impl<M: MqttPublisher, S: Studio> BridgeSession<M, S> {
    #[must_use]
    pub fn new(mqtt: M, studio: S, options: BridgeOptions) -> Self {
        Self {
            mqtt,
            studio,
            options,
            phase: Phase::Disconnected,
            sensor: None,
            persistent: None,
            profiles: ProfileRegistry::default(),
        }
    }

    /// Drain all three concurrency sources until `shutdown` resolves or
    /// both event channels close, then run the shutdown sequence.
    pub async fn run(
        mut self,
        mut mqtt_events: mpsc::Receiver<MqttEvent>,
        mut studio_events: mpsc::Receiver<StudioEvent>,
        shutdown: impl Future<Output = ()>,
    ) {
        let mut poll = tokio::time::interval(self.options.poll_interval);
        poll.set_missed_tick_behavior(MissedTickBehavior::Skip);
        let mut shutdown = std::pin::pin!(shutdown);

        loop {
            tokio::select! {
                () = &mut shutdown => {
                    tracing::info!("shutdown requested");
                    break;
                }
                event = mqtt_events.recv() => match event {
                    Some(event) => {
                        if let Err(error) = self.handle_mqtt_event(event).await {
                            tracing::warn!(%error, "failed to handle MQTT event");
                        }
                    }
                    None => break,
                },
                event = studio_events.recv() => match event {
                    Some(event) => {
                        if let Err(error) = self.handle_studio_event(event).await {
                            tracing::warn!(%error, "failed to handle studio event");
                        }
                    }
                    None => break,
                },
                _ = poll.tick() => {
                    if let Err(error) = self.refresh().await {
                        tracing::warn!(%error, "status refresh failed");
                    }
                }
            }
        }

        // Cancel the poll source before the final publish sequence so no
        // refresh races the shutdown publishes.
        drop(poll);
        self.shutdown().await;
    }

    /// Handle one transport event.
    ///
    /// # Errors
    ///
    /// Propagates transport/studio failures; callers log and continue, the
    /// next discovery handshake self-heals.
    pub async fn handle_mqtt_event(&mut self, event: MqttEvent) -> Result<(), BridgeError> {
        match event {
            MqttEvent::Connected => {
                tracing::info!("MQTT connection established");
                self.run_discovery().await
            }
            MqttEvent::Disconnected => {
                // Reconnection and backoff belong to the transport; entities
                // are stale until the next ConnAck re-runs discovery.
                tracing::warn!("MQTT connection lost");
                self.phase = Phase::Disconnected;
                Ok(())
            }
            MqttEvent::Message { topic, payload } => self.handle_message(&topic, &payload).await,
        }
    }

    /// Handle one studio lifecycle event.
    ///
    /// # Errors
    ///
    /// Propagates transport/studio failures; callers log and continue.
    pub async fn handle_studio_event(&mut self, event: StudioEvent) -> Result<(), BridgeError> {
        if self.phase != Phase::Steady {
            tracing::debug!(?event, "dropping studio event outside steady state");
            return Ok(());
        }
        match event {
            StudioEvent::ProfileChanged => self.handle_profile_changed().await,
            StudioEvent::ProfileListChanged => self.handle_profile_list_changed().await,
            output => self.handle_output_event(&output).await,
        }
    }

    /// Poll tick: re-assert availability, detect state edges, publish
    /// attributes while live.
    ///
    /// # Errors
    ///
    /// Propagates transport/studio failures; callers log and continue.
    pub async fn refresh(&mut self) -> Result<(), BridgeError> {
        match self.phase {
            Phase::Steady => {}
            // A half-finished handshake heals on the next tick.
            Phase::Discovering => return self.run_discovery().await,
            Phase::Disconnected | Phase::Disconnecting => return Ok(()),
        }

        if let Some(persistent) = &self.persistent {
            for switch in persistent.iter() {
                switch.publish_availability(&self.mqtt, SwitchPayload::On).await?;
            }
        }

        let status = self.studio.status().await?;
        let Some(sensor) = self.sensor.as_mut() else {
            return Ok(());
        };
        let change = sensor.observe(&status);

        if change.entered(SensorState::Stopped) {
            tracing::debug!("publishing final stopped snapshot");
            sensor.publish_state(&self.mqtt, change.current).await?;
            let perf = self.studio.perf().await?;
            sensor
                .publish_attributes(&self.mqtt, &SensorAttributes::new(&status, &perf))
                .await?;
        } else if change.current.is_active() {
            let perf = self.studio.perf().await?;
            sensor
                .publish_attributes(&self.mqtt, &SensorAttributes::new(&status, &perf))
                .await?;
        }
        Ok(())
    }

    /// Final publish sequence and disconnect. Every step is best-effort:
    /// a failed publish is logged and the remaining steps still run.
    pub async fn shutdown(&mut self) {
        if self.phase == Phase::Disconnected {
            tracing::info!("shutting down while disconnected; nothing to retract");
            return;
        }
        self.phase = Phase::Disconnecting;

        if let Some(sensor) = self.sensor.as_mut() {
            log_best_effort(
                "terminal off state",
                sensor.publish_off_state(&self.mqtt).await,
            );
        }
        if let Some(persistent) = &self.persistent {
            for switch in persistent.iter() {
                log_best_effort(
                    "availability off",
                    switch.publish_availability(&self.mqtt, SwitchPayload::Off).await,
                );
            }
        }
        for switch in self.profiles.drain() {
            log_best_effort("profile retraction", switch.retract(&self.mqtt).await);
        }

        tokio::time::sleep(SHUTDOWN_FLUSH).await;
        log_best_effort("disconnect", self.mqtt.disconnect().await);
        self.phase = Phase::Disconnected;
        tracing::info!("bridge session closed");
    }

    /// Full discovery handshake, run on every successful connect.
    /// Republishing configs and states is idempotent by design.
    async fn run_discovery(&mut self) -> Result<(), BridgeError> {
        self.phase = Phase::Discovering;

        let status = self.studio.status().await?;
        let perf = self.studio.perf().await?;
        let mut sensor = Sensor::new(
            &self.options.base_channel,
            &self.options.sensor_name,
            self.options.device.clone(),
        );
        sensor
            .announce(&self.mqtt, &status, &SensorAttributes::new(&status, &perf))
            .await?;
        self.sensor = Some(sensor);

        if self.options.control {
            self.rebuild_profiles().await?;

            let persistent = PersistentSwitches::new(
                &self.options.base_channel,
                &self.options.sensor_name,
                &self.options.device,
            );
            for switch in persistent.iter() {
                switch.announce(&self.mqtt).await?;
            }
            self.persistent = Some(persistent);
        }

        self.phase = Phase::Steady;
        tracing::info!(
            control = self.options.control,
            profiles = self.profiles.switches().len(),
            "discovery complete"
        );
        Ok(())
    }

    /// Query the studio and rebuild the profile registry from scratch,
    /// announcing one switch per profile and marking the current one.
    async fn rebuild_profiles(&mut self) -> Result<(), BridgeError> {
        let current = self.studio.current_profile().await?;
        let names = self.studio.list_profiles().await?;

        self.profiles = ProfileRegistry::default();
        for name in names {
            let switch = Switch::profile(
                &name,
                &self.options.base_channel,
                &self.options.sensor_name,
                self.options.device.clone(),
            );
            switch.announce(&self.mqtt).await?;
            if name == current {
                switch.publish_state(&self.mqtt, SwitchPayload::On).await?;
                self.profiles.set_current(&name);
            }
            self.profiles.push(switch);
        }
        Ok(())
    }

    async fn handle_profile_changed(&mut self) -> Result<(), BridgeError> {
        if !self.options.control {
            return Ok(());
        }
        let new = self.studio.current_profile().await?;
        if self.profiles.current_name() == Some(new.as_str()) {
            return Ok(());
        }

        if let Some(old) = self.profiles.current() {
            old.publish_state(&self.mqtt, SwitchPayload::Off).await?;
        }
        if let Some(switch) = self.profiles.find_by_name(&new) {
            switch.publish_state(&self.mqtt, SwitchPayload::On).await?;
            self.profiles.set_current(new);
            tracing::info!("profile changed");
        } else {
            // A list-change rebuild will reconcile the registry shortly.
            self.profiles.clear_current();
            tracing::warn!(profile = %new, "current profile missing from registry");
        }
        Ok(())
    }

    async fn handle_profile_list_changed(&mut self) -> Result<(), BridgeError> {
        if !self.options.control {
            return Ok(());
        }
        for switch in self.profiles.drain() {
            switch.retract(&self.mqtt).await?;
        }
        // Let the broker propagate the removals before republishing.
        tokio::time::sleep(REBUILD_SETTLE).await;
        self.rebuild_profiles().await?;
        tracing::info!(
            profiles = self.profiles.switches().len(),
            "profile list rebuilt"
        );
        Ok(())
    }

    async fn handle_output_event(&mut self, event: &StudioEvent) -> Result<(), BridgeError> {
        let status = self.studio.status().await?;
        if let Some(sensor) = self.sensor.as_mut() {
            let change = sensor.observe(&status);
            sensor.publish_state(&self.mqtt, change.current).await?;
            if event.is_start() {
                let perf = self.studio.perf().await?;
                sensor
                    .publish_attributes(&self.mqtt, &SensorAttributes::new(&status, &perf))
                    .await?;
            }
        }

        if let Some(persistent) = &self.persistent {
            if let Some((kind, payload)) = output_switch(event) {
                if let Some(switch) = persistent.by_kind(kind) {
                    switch.publish_state(&self.mqtt, payload).await?;
                }
            }
        }
        Ok(())
    }

    async fn handle_message(&mut self, topic: &str, payload: &[u8]) -> Result<(), BridgeError> {
        if self.phase != Phase::Steady {
            return Ok(());
        }
        let Ok(payload) = std::str::from_utf8(payload) else {
            tracing::debug!(topic, "ignoring non-UTF-8 payload");
            return Ok(());
        };
        tracing::debug!(topic, payload, "inbound message");

        let Some(target) = router::route(topic, self.persistent.as_ref(), &self.profiles) else {
            // Expected under retained-message replay; not an error.
            tracing::debug!(topic, "no entity registered for topic");
            return Ok(());
        };
        let kind = target.kind();
        let name = target.name().to_string();

        match kind {
            SwitchType::Profile => self.activate_profile(&name).await,
            kind => self.drive_output(kind, payload).await,
        }
    }

    /// Profile commands: any payload means "activate this profile".
    async fn activate_profile(&mut self, name: &str) -> Result<(), BridgeError> {
        if self.sensor.as_ref().is_some_and(Sensor::active) {
            tracing::info!(profile = name, "refusing profile switch while output is live");
            return Ok(());
        }
        if self.profiles.current_name() == Some(name) {
            tracing::debug!(profile = name, "already on requested profile");
            return Ok(());
        }
        // State publishes follow once the studio raises ProfileChanged.
        self.studio.set_current_profile(name).await
    }

    /// Stream/virtual-camera/record commands: ON starts, OFF stops. The
    /// confirmed state arrives later via studio events, never as an echo.
    async fn drive_output(&mut self, kind: SwitchType, payload: &str) -> Result<(), BridgeError> {
        let Ok(payload) = payload.parse::<SwitchPayload>() else {
            tracing::debug!(%kind, payload, "ignoring unknown switch payload");
            return Ok(());
        };
        match (kind, payload) {
            (SwitchType::Stream, SwitchPayload::On) => self.studio.start_streaming().await,
            (SwitchType::Stream, SwitchPayload::Off) => self.studio.stop_streaming().await,
            (SwitchType::VirtualCamera, SwitchPayload::On) => {
                self.studio.start_virtual_camera().await
            }
            (SwitchType::VirtualCamera, SwitchPayload::Off) => {
                self.studio.stop_virtual_camera().await
            }
            (SwitchType::Record, SwitchPayload::On) => self.studio.start_recording().await,
            (SwitchType::Record, SwitchPayload::Off) => self.studio.stop_recording().await,
            (SwitchType::Profile, _) => Ok(()),
        }
    }
}
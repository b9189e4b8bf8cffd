//! Port definitions — traits that adapters implement.
//!
//! Ports are the boundaries between the application core and the outside
//! world. They are defined here (in `app`) so that both the orchestrator
//! and the adapter layer can depend on them without creating circular
//! dependencies.

pub mod mqtt;
pub mod studio;

pub use mqtt::{MqttEvent, MqttPublisher};
pub use studio::Studio;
*-*-*
* _TASK STATEMENT_
Where a line above holds the word "clone", copy it.

* _EXERCISE RESULT_
            self.options.device.clone(),
                self.options.device.clone(),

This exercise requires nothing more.